* _Activity_
What lines below contain the string "requested"? List them all.

Dataset entries

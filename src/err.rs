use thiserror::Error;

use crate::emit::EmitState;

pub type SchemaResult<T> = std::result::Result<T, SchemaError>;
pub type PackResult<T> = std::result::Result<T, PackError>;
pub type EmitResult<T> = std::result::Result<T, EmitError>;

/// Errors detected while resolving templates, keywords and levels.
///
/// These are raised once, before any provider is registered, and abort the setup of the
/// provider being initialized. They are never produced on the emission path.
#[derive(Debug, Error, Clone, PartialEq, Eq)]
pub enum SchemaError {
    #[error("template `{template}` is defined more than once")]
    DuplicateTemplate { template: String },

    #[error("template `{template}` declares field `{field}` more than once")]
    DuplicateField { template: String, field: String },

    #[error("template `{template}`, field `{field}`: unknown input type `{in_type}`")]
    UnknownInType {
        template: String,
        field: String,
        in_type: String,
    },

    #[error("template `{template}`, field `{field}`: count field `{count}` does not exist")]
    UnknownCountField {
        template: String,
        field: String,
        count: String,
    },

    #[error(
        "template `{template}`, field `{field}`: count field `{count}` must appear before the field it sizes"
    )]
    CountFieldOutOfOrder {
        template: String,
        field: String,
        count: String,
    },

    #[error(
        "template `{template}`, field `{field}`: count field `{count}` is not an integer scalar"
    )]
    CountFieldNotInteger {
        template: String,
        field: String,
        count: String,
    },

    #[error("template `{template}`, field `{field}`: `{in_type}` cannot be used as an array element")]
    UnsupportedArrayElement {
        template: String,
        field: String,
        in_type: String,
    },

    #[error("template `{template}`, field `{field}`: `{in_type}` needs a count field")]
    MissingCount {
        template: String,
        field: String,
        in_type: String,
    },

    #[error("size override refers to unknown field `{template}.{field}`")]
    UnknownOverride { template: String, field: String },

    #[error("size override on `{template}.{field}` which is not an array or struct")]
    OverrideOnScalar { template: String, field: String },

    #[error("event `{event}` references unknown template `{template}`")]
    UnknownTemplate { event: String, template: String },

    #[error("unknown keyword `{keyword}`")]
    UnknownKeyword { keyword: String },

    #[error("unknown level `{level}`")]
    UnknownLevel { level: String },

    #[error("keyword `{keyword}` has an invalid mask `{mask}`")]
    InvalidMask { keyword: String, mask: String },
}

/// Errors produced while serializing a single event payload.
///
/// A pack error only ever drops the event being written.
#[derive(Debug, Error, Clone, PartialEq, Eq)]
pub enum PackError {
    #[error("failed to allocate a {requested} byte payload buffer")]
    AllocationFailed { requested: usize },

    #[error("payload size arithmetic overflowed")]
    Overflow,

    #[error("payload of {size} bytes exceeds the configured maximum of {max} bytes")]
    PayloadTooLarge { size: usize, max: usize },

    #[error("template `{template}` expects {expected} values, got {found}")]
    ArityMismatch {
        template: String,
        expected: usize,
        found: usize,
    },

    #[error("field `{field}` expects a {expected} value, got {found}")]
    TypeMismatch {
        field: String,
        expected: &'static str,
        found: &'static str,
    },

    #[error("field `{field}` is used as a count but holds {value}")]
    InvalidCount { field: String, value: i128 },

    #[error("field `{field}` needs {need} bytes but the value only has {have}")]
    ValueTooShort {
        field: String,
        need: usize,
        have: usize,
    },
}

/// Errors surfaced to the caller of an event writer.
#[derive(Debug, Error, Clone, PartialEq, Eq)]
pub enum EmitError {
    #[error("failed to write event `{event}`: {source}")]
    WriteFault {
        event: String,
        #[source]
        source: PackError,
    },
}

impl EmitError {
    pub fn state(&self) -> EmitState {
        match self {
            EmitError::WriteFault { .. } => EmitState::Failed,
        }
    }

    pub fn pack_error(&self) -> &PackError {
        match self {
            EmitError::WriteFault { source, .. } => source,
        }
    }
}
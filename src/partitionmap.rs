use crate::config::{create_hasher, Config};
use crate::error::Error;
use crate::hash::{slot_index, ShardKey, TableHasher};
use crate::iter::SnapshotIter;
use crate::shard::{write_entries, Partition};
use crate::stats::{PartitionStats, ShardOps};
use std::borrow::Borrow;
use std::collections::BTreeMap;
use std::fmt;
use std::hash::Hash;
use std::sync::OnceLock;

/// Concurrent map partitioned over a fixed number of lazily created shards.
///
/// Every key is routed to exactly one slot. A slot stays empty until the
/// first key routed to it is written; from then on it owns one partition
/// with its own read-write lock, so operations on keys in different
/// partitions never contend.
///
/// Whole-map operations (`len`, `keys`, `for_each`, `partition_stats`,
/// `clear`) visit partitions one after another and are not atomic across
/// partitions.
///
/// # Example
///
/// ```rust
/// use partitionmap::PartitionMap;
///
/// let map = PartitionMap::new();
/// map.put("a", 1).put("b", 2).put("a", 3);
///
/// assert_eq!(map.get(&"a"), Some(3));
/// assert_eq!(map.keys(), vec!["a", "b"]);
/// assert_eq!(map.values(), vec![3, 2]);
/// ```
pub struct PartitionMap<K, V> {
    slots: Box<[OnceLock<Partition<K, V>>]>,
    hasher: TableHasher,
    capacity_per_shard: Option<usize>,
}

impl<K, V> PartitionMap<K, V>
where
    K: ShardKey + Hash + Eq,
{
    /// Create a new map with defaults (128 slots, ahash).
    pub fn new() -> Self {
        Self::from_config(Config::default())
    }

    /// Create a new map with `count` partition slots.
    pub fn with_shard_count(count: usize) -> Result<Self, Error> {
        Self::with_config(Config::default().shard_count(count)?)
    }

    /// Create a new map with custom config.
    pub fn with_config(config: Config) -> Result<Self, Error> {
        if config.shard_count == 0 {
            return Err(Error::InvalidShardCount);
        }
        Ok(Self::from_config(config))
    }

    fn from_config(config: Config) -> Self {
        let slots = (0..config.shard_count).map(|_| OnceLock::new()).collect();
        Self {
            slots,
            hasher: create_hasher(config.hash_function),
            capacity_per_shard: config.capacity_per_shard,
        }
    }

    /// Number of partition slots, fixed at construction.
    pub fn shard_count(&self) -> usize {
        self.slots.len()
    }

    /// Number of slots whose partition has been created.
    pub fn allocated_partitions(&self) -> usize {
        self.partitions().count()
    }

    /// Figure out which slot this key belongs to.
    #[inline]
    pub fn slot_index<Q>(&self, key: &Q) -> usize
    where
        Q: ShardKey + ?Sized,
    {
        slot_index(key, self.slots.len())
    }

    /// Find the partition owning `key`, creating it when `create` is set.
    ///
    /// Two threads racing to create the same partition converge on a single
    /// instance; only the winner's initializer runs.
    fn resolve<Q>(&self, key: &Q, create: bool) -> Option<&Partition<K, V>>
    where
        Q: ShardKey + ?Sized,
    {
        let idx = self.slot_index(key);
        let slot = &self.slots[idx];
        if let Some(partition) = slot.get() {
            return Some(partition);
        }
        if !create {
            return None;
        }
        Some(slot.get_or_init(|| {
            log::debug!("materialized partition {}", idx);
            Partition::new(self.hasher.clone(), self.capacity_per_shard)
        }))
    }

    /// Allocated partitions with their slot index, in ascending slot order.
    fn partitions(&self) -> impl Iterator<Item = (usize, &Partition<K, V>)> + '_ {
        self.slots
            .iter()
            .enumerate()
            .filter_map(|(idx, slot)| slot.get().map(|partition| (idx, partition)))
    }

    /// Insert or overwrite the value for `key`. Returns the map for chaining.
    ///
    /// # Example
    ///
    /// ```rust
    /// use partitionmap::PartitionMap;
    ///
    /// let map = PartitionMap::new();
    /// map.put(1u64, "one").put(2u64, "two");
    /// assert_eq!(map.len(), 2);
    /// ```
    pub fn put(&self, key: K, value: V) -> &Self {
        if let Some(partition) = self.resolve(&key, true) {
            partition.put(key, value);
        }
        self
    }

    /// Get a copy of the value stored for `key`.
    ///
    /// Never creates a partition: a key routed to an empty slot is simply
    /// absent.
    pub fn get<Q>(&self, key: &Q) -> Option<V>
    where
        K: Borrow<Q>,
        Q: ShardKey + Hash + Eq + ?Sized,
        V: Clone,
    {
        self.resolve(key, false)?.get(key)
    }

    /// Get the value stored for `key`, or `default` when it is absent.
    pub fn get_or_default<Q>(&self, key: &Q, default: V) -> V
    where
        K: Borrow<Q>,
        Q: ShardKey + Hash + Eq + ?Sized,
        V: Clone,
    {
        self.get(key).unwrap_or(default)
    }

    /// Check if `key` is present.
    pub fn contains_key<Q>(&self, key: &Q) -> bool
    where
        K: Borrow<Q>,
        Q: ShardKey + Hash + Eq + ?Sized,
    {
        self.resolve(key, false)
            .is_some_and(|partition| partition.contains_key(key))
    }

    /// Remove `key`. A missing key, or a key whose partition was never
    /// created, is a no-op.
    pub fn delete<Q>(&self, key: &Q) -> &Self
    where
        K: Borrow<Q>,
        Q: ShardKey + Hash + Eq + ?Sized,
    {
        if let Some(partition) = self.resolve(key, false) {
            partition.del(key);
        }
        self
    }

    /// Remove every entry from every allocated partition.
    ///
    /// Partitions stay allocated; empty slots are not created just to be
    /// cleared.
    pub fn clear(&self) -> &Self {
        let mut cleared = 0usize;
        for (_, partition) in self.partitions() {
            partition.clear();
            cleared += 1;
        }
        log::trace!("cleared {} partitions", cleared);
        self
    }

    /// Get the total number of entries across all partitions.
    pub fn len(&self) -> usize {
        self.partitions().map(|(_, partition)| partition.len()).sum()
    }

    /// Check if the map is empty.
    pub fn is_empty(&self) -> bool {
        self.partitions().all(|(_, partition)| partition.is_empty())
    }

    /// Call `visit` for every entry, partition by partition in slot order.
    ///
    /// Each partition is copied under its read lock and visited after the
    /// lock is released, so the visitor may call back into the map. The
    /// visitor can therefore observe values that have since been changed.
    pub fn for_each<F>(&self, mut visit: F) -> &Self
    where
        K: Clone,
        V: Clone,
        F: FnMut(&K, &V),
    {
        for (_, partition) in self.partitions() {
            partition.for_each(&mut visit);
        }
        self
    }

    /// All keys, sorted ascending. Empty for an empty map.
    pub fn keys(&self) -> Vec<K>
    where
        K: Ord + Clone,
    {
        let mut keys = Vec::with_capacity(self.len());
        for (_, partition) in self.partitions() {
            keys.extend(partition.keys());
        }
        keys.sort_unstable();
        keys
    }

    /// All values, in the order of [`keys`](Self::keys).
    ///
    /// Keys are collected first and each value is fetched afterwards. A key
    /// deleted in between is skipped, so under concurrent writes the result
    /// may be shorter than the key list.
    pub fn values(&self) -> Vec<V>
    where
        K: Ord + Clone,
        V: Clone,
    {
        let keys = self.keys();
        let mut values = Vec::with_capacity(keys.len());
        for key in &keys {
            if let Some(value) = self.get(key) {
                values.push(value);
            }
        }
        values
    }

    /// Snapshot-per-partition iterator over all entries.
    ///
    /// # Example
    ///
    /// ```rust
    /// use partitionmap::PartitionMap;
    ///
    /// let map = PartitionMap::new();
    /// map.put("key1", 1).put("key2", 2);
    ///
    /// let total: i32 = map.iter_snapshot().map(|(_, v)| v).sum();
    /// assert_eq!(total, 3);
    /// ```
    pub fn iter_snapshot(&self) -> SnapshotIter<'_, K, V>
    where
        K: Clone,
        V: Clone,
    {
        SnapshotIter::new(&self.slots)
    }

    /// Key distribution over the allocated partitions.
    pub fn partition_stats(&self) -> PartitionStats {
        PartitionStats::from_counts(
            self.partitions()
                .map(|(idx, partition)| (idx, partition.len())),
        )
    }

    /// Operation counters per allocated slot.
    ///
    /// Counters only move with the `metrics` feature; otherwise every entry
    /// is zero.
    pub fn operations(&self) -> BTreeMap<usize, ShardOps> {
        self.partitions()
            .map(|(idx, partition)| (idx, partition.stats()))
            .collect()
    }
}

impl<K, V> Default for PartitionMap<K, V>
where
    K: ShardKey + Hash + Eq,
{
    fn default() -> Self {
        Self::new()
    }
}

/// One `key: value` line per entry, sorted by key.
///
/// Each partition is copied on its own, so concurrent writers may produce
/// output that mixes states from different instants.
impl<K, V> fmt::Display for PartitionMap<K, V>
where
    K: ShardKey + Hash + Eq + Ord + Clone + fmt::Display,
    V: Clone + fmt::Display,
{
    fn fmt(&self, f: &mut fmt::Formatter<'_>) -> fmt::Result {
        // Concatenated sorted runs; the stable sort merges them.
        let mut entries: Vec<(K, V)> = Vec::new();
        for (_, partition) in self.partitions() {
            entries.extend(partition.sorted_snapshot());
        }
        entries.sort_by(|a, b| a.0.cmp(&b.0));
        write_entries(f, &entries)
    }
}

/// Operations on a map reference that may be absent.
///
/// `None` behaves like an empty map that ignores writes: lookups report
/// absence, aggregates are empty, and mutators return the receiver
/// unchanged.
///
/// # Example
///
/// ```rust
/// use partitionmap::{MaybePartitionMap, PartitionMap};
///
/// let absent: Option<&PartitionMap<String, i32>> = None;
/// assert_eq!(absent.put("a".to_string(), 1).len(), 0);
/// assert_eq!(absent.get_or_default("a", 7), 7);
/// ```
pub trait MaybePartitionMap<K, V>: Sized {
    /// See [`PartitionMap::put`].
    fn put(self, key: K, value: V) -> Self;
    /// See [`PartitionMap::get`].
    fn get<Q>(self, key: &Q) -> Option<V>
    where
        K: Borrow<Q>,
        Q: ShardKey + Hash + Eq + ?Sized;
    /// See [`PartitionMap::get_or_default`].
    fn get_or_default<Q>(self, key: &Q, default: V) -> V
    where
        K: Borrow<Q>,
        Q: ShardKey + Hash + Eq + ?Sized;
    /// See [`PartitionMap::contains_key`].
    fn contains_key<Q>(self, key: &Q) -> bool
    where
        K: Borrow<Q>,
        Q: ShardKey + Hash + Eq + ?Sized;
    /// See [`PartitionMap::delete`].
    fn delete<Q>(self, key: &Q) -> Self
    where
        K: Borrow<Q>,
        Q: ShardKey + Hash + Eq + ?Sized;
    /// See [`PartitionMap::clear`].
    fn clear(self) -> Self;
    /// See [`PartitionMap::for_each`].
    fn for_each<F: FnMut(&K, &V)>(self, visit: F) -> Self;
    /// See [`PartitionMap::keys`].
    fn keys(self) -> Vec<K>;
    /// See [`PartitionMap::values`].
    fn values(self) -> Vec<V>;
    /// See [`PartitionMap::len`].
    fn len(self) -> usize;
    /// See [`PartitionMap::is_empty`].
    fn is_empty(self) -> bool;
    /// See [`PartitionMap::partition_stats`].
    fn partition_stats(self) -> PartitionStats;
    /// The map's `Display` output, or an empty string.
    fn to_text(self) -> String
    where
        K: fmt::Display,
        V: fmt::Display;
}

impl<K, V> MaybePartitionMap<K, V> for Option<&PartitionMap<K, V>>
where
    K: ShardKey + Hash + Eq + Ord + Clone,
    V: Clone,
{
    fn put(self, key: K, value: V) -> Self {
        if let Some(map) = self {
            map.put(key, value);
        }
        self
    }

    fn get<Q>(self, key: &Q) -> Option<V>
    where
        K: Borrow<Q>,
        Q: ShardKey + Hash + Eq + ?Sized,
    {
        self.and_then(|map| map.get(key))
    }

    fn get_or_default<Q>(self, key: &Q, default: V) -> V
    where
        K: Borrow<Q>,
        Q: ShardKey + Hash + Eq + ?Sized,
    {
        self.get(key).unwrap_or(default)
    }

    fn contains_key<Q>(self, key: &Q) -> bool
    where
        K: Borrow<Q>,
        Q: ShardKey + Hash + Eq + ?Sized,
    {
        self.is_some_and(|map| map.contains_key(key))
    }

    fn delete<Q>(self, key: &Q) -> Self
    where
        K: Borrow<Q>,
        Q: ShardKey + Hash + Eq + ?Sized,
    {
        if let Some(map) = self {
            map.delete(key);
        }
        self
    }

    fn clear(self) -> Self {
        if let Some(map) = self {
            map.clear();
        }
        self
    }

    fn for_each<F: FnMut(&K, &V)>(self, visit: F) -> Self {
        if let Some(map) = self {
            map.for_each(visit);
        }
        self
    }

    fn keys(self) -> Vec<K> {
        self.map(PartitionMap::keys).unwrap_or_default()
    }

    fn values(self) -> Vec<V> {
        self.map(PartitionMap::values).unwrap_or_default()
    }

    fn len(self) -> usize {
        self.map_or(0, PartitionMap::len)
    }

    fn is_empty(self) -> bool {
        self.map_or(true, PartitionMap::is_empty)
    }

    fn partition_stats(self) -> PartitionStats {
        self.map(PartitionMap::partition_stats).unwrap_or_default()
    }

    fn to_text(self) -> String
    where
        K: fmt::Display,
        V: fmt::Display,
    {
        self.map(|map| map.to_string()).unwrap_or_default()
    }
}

* _Task solution_
    #[error("failed to allocate a {requested} byte payload buffer")]
    AllocationFailed { requested: usize },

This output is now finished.